[Start of section]

//! Roster spreadsheet sync over an HTTP webhook.
//!
//! The endpoint (typically a spreadsheet script deployed as a web app)
//! receives one JSON document per change:
//!
//! ```json
//! { "action": "append", "teamName": "Phoenix", "row": ["Phoenix", "23", ...] }
//! ```
//!
//! Rows are keyed by team name; `remove` carries no row.

use std::time::Duration;

use reqwest::Client;
use serde::Serialize;
use teamreg_shared::{AppConfig, Registration, Result, TEAM_SIZE, TeamRegError};
use url::Url;

/// User-Agent sent with every webhook call.
const USER_AGENT: &str = concat!("teamreg/", env!("CARGO_PKG_VERSION"));

/// What the webhook should do with the team's row.
#[derive(Debug, Clone, Copy, PartialEq, Eq, Serialize)]
#[serde(rename_all = "lowercase")]
pub enum RosterAction {
    Append,
    Update,
    Remove,
}

#[derive(Serialize)]
#[serde(rename_all = "camelCase")]
struct RosterPayload<'a> {
    action: RosterAction,
    team_name: &'a str,
    #[serde(skip_serializing_if = "Option::is_none")]
    row: Option<Vec<String>>,
}

/// Mirrors registrations into the roster spreadsheet.
pub struct HttpRosterSync {
    client: Client,
    endpoint: Url,
    token: Option<String>,
}

impl HttpRosterSync {
    pub fn new(endpoint: Url, token: Option<String>, timeout: Duration) -> Result<Self> {
        let client = Client::builder()
            .user_agent(USER_AGENT)
            .timeout(timeout)
            .build()
            .map_err(|e| TeamRegError::RosterSync(format!("failed to build HTTP client: {e}")))?;

        Ok(Self {
            client,
            endpoint,
            token,
        })
    }

    /// Build from `[roster]`. Returns `None` when roster sync is disabled.
    pub fn from_config(config: &AppConfig) -> Result<Option<Self>> {
        let Some(endpoint) = teamreg_shared::validate_roster_endpoint(config)? else {
            return Ok(None);
        };
        let token = std::env::var(&config.roster.token_env)
            .ok()
            .filter(|t| !t.is_empty());
        if token.is_none() {
            tracing::warn!(
                var = %config.roster.token_env,
                "roster token not set, calling webhook without authorization"
            );
        }
        let timeout = Duration::from_secs(config.roster.timeout_secs);
        Self::new(endpoint, token, timeout).map(Some)
    }

    pub async fn append(&self, registration: &Registration) -> Result<()> {
        self.post(RosterAction::Append, registration).await
    }

    pub async fn update(&self, registration: &Registration) -> Result<()> {
        self.post(RosterAction::Update, registration).await
    }

    pub async fn remove(&self, registration: &Registration) -> Result<()> {
        self.post(RosterAction::Remove, registration).await
    }

    #[tracing::instrument(skip_all, fields(action = ?action, session_id = %registration.session_id))]
    async fn post(&self, action: RosterAction, registration: &Registration) -> Result<()> {
        let team_name = registration
            .team_name
            .as_deref()
            .ok_or_else(|| TeamRegError::RosterSync("registration has no team name".into()))?;

        let payload = RosterPayload {
            action,
            team_name,
            row: (action != RosterAction::Remove).then(|| roster_row(registration)),
        };

        let mut request = self.client.post(self.endpoint.clone()).json(&payload);
        if let Some(token) = &self.token {
            request = request.bearer_auth(token);
        }

        let response = request
            .send()
            .await
            .map_err(|e| TeamRegError::RosterSync(format!("{}: {e}", self.endpoint)))?;

        let status = response.status();
        if !status.is_success() {
            return Err(TeamRegError::RosterSync(format!(
                "{}: HTTP {status}",
                self.endpoint
            )));
        }

        tracing::info!(team = team_name, "roster updated");
        Ok(())
    }
}

/// Spreadsheet row: team, batch, then name/index/email for each of the four
/// member slots (blank when missing), then the registration timestamp.
pub fn roster_row(registration: &Registration) -> Vec<String> {
    let mut row = Vec::with_capacity(3 + TEAM_SIZE * 3);
    row.push(registration.team_name.clone().unwrap_or_default());
    row.push(registration.team_batch.clone().unwrap_or_default());
    for slot in 0..TEAM_SIZE {
        match registration.members.get(slot) {
            Some(member) => {
                row.push(member.full_name.clone());
                row.push(member.index_number.clone());
                row.push(member.email.clone());
            }
            None => row.extend(std::iter::repeat_n(String::new(), 3)),
        }
    }
    row.push(registration.updated_at.to_rfc3339());
    row
}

[End of section]

- _PROMPT_
Nothing should be altered. Set down all the data again.

- _EXERCISE SOLUTION_
//! Roster spreadsheet sync over an HTTP webhook.
//!
//! The endpoint (typically a spreadsheet script deployed as a web app)
//! receives one JSON document per change:
//!
//! ```json
//! { "action": "append", "teamName": "Phoenix", "row": ["Phoenix", "23", ...] }
//! ```
//!
//! Rows are keyed by team name; `remove` carries no row.

use std::time::Duration;

use reqwest::Client;
use serde::Serialize;
use teamreg_shared::{AppConfig, Registration, Result, TEAM_SIZE, TeamRegError};
use url::Url;

/// User-Agent sent with every webhook call.
const USER_AGENT: &str = concat!("teamreg/", env!("CARGO_PKG_VERSION"));

/// What the webhook should do with the team's row.
#[derive(Debug, Clone, Copy, PartialEq, Eq, Serialize)]
#[serde(rename_all = "lowercase")]
pub enum RosterAction {
    Append,
    Update,
    Remove,
}

#[derive(Serialize)]
#[serde(rename_all = "camelCase")]
struct RosterPayload<'a> {
    action: RosterAction,
    team_name: &'a str,
    #[serde(skip_serializing_if = "Option::is_none")]
    row: Option<Vec<String>>,
}

/// Mirrors registrations into the roster spreadsheet.
pub struct HttpRosterSync {
    client: Client,
    endpoint: Url,
    token: Option<String>,
}

impl HttpRosterSync {
    pub fn new(endpoint: Url, token: Option<String>, timeout: Duration) -> Result<Self> {
        let client = Client::builder()
            .user_agent(USER_AGENT)
            .timeout(timeout)
            .build()
            .map_err(|e| TeamRegError::RosterSync(format!("failed to build HTTP client: {e}")))?;

        Ok(Self {
            client,
            endpoint,
            token,
        })
    }

    /// Build from `[roster]`. Returns `None` when roster sync is disabled.
    pub fn from_config(config: &AppConfig) -> Result<Option<Self>> {
        let Some(endpoint) = teamreg_shared::validate_roster_endpoint(config)? else {
            return Ok(None);
        };
        let token = std::env::var(&config.roster.token_env)
            .ok()
            .filter(|t| !t.is_empty());
        if token.is_none() {
            tracing::warn!(
                var = %config.roster.token_env,
                "roster token not set, calling webhook without authorization"
            );
        }
        let timeout = Duration::from_secs(config.roster.timeout_secs);
        Self::new(endpoint, token, timeout).map(Some)
    }

    pub async fn append(&self, registration: &Registration) -> Result<()> {
        self.post(RosterAction::Append, registration).await
    }

    pub async fn update(&self, registration: &Registration) -> Result<()> {
        self.post(RosterAction::Update, registration).await
    }

    pub async fn remove(&self, registration: &Registration) -> Result<()> {
        self.post(RosterAction::Remove, registration).await
    }

    #[tracing::instrument(skip_all, fields(action = ?action, session_id = %registration.session_id))]
    async fn post(&self, action: RosterAction, registration: &Registration) -> Result<()> {
        let team_name = registration
            .team_name
            .as_deref()
            .ok_or_else(|| TeamRegError::RosterSync("registration has no team name".into()))?;

        let payload = RosterPayload {
            action,
            team_name,
            row: (action != RosterAction::Remove).then(|| roster_row(registration)),
        };

        let mut request = self.client.post(self.endpoint.clone()).json(&payload);
        if let Some(token) = &self.token {
            request = request.bearer_auth(token);
        }

        let response = request
            .send()
            .await
            .map_err(|e| TeamRegError::RosterSync(format!("{}: {e}", self.endpoint)))?;

        let status = response.status();
        if !status.is_success() {
            return Err(TeamRegError::RosterSync(format!(
                "{}: HTTP {status}",
                self.endpoint
            )));
        }

        tracing::info!(team = team_name, "roster updated");
        Ok(())
    }
}

/// Spreadsheet row: team, batch, then name/index/email for each of the four
/// member slots (blank when missing), then the registration timestamp.
pub fn roster_row(registration: &Registration) -> Vec<String> {
    let mut row = Vec::with_capacity(3 + TEAM_SIZE * 3);
    row.push(registration.team_name.clone().unwrap_or_default());
    row.push(registration.team_batch.clone().unwrap_or_default());
    for slot in 0..TEAM_SIZE {
        match registration.members.get(slot) {
            Some(member) => {
                row.push(member.full_name.clone());
                row.push(member.index_number.clone());
                row.push(member.email.clone());
            }
            None => row.extend(std::iter::repeat_n(String::new(), 3)),
        }
    }
    row.push(registration.updated_at.to_rfc3339());
    row
}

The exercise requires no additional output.